A growing body of evidence indicates that stress is a key factor in the development of several pathologies. It has been reported that chronic, but not acute exposure to stress impairs the immune response. Thyroid hormones and zinc also participate in the control of the immune system. It is suggested that there is comorbidity between stress and cancer; however this hypothesis has not been further tested. The aim of this work was to study the effect of stress in the immune function and the evolution of tumors, and the participation of zinc mineral balance and thyroid axis in this effect. Female BALB/c mice were subjected to chronic restraint stress for three weeks. In order to evaluate the status of the immune response in normal and stressed animals, lymphocyte proliferation to both T and B selective mitogens was evaluated by [3H]-thymidine incorporation. A significant reduction in T cell proliferation was observed in stressed animals, whereas B cell proliferation was unchanged. Thyroid status was evaluated by measuring hormone levels in serum. Both T3 and T4 levels, determined by RIA, were reduced in stressed animals in comparison to controls.
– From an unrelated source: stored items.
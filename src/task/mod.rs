//! Freestanding asynchronous operations.

mod sleep;

pub use sleep::{sleep, Sleep};
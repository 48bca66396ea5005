use std::cell::RefCell;

use futures_flow::iter;
use futures_flow::task::sleep;
use futures_flow::time::{Duration, Instant};

#[test]
fn map_returns_results_in_input_order() {
    async_io::block_on(async {
        // The slowest item comes first; completion order is c, b, a.
        let res: Result<Vec<&str>, &str> =
            iter::map([("a", 30u64), ("b", 10), ("c", 20)], |(name, ms), _index| {
                async move {
                    sleep(Duration::from_millis(ms)).await;
                    Ok(name)
                }
            })
            .await;
        assert_eq!(res.unwrap(), ["a", "b", "c"]);
    })
}

#[test]
fn map_starts_every_operation_before_any_completes() {
    async_io::block_on(async {
        let log = RefCell::new(Vec::new());
        let log = &log;
        let res: Result<Vec<()>, &str> = iter::map([0usize, 1, 2], |_item, index| async move {
            log.borrow_mut().push(format!("start {index}"));
            sleep(Duration::from_millis(20)).await;
            log.borrow_mut().push(format!("end {index}"));
            Ok(())
        })
        .await;
        assert!(res.is_ok());

        let log = log.borrow();
        let first_end = log.iter().position(|e| e.starts_with("end")).unwrap();
        let last_start = log
            .iter()
            .rposition(|e| e.starts_with("start"))
            .unwrap();
        assert!(last_start < first_end);
    })
}

#[test]
fn map_runs_items_concurrently() {
    async_io::block_on(async {
        let start = Instant::now();
        let res: Result<Vec<()>, &str> = iter::map([50u64, 50, 50], |ms, _index| async move {
            sleep(Duration::from_millis(ms)).await;
            Ok(())
        })
        .await;
        assert!(res.is_ok());
        // Roughly the longest item, nowhere near the 150ms sum.
        assert!(start.elapsed() < *Duration::from_millis(120));
    })
}

#[test]
fn map_rejects_with_the_first_error() {
    async_io::block_on(async {
        let start = Instant::now();
        let res: Result<Vec<u32>, &str> = iter::map([0u64, 1, 2], |item, _index| async move {
            if item == 1 {
                Err("boom")
            } else {
                sleep(Duration::from_millis(100)).await;
                Ok(item as u32)
            }
        })
        .await;
        assert_eq!(res.unwrap_err(), "boom");
        // The error settled the call without waiting out the siblings.
        assert!(start.elapsed() < *Duration::from_millis(100));
    })
}

#[test]
fn map_of_an_empty_sequence_resolves_immediately() {
    async_io::block_on(async {
        let res: Result<Vec<u32>, &str> =
            iter::map(Vec::<u32>::new(), |item, _index| async move { Ok(item) }).await;
        assert_eq!(res.unwrap(), Vec::<u32>::new());
    })
}

#[test]
fn map_series_never_overlaps_invocations() {
    async_io::block_on(async {
        let log = RefCell::new(Vec::new());
        let log = &log;
        let res: Result<Vec<usize>, &str> = iter::map_series([0usize, 1, 2], |item, index| {
            assert_eq!(item, index);
            async move {
                log.borrow_mut().push(format!("start {index}"));
                sleep(Duration::from_millis(10)).await;
                log.borrow_mut().push(format!("end {index}"));
                Ok(index)
            }
        })
        .await;
        assert_eq!(res.unwrap(), [0, 1, 2]);
        assert_eq!(
            *log.borrow(),
            ["start 0", "end 0", "start 1", "end 1", "start 2", "end 2"]
        );
    })
}

#[test]
fn map_series_short_circuits_on_error() {
    async_io::block_on(async {
        let invoked = RefCell::new(0);
        let invoked = &invoked;
        let res: Result<Vec<u32>, &str> = iter::map_series([0u32, 1, 2], |item, _index| {
            *invoked.borrow_mut() += 1;
            async move {
                if item == 1 {
                    Err("boom")
                } else {
                    Ok(item)
                }
            }
        })
        .await;
        assert_eq!(res.unwrap_err(), "boom");
        // Item 2 was never invoked.
        assert_eq!(*invoked.borrow(), 2);
    })
}

#[test]
fn each_visits_items_in_order_and_discards_results() {
    async_io::block_on(async {
        let seen = RefCell::new(Vec::new());
        let seen = &seen;
        let res: Result<(), &str> = iter::each(["a", "b", "c"], |item, index| async move {
            seen.borrow_mut().push((index, item));
            Ok(())
        })
        .await;
        assert!(res.is_ok());
        assert_eq!(*seen.borrow(), [(0, "a"), (1, "b"), (2, "c")]);
    })
}

#[test]
fn each_short_circuits_on_error() {
    async_io::block_on(async {
        let seen = RefCell::new(Vec::new());
        let seen = &seen;
        let res: Result<(), &str> = iter::each(["a", "b", "c"], |item, _index| async move {
            seen.borrow_mut().push(item);
            if item == "b" {
                Err("boom")
            } else {
                Ok(())
            }
        })
        .await;
        assert_eq!(res.unwrap_err(), "boom");
        assert_eq!(*seen.borrow(), ["a", "b"]);
    })
}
In order to evaluate the mineral balance in normal and stressed animals, zinc levels were measured by atomic absorption in mineralized femurs. Zinc levels were lower in femurs of stressed animals than in their normal counterparts. Stressed and normal syngeneic mice were injected subcutaneously with 1x106 LBC T lymphoma cells to generate a solid tumor. Measures of tumor volume indicated that growth is increased in chronically stressed mice as compared to control animals. Additionally, stressed mice displayed an accelerated death rate, indicating a worst prognosis of the neoplasic pathology. Taken together, these results suggest that chronic stress promotes tumor growth by depressing T-cell mediated immunity and that the zinc deficiency-related hypothyroidism would probably contribute to these effects.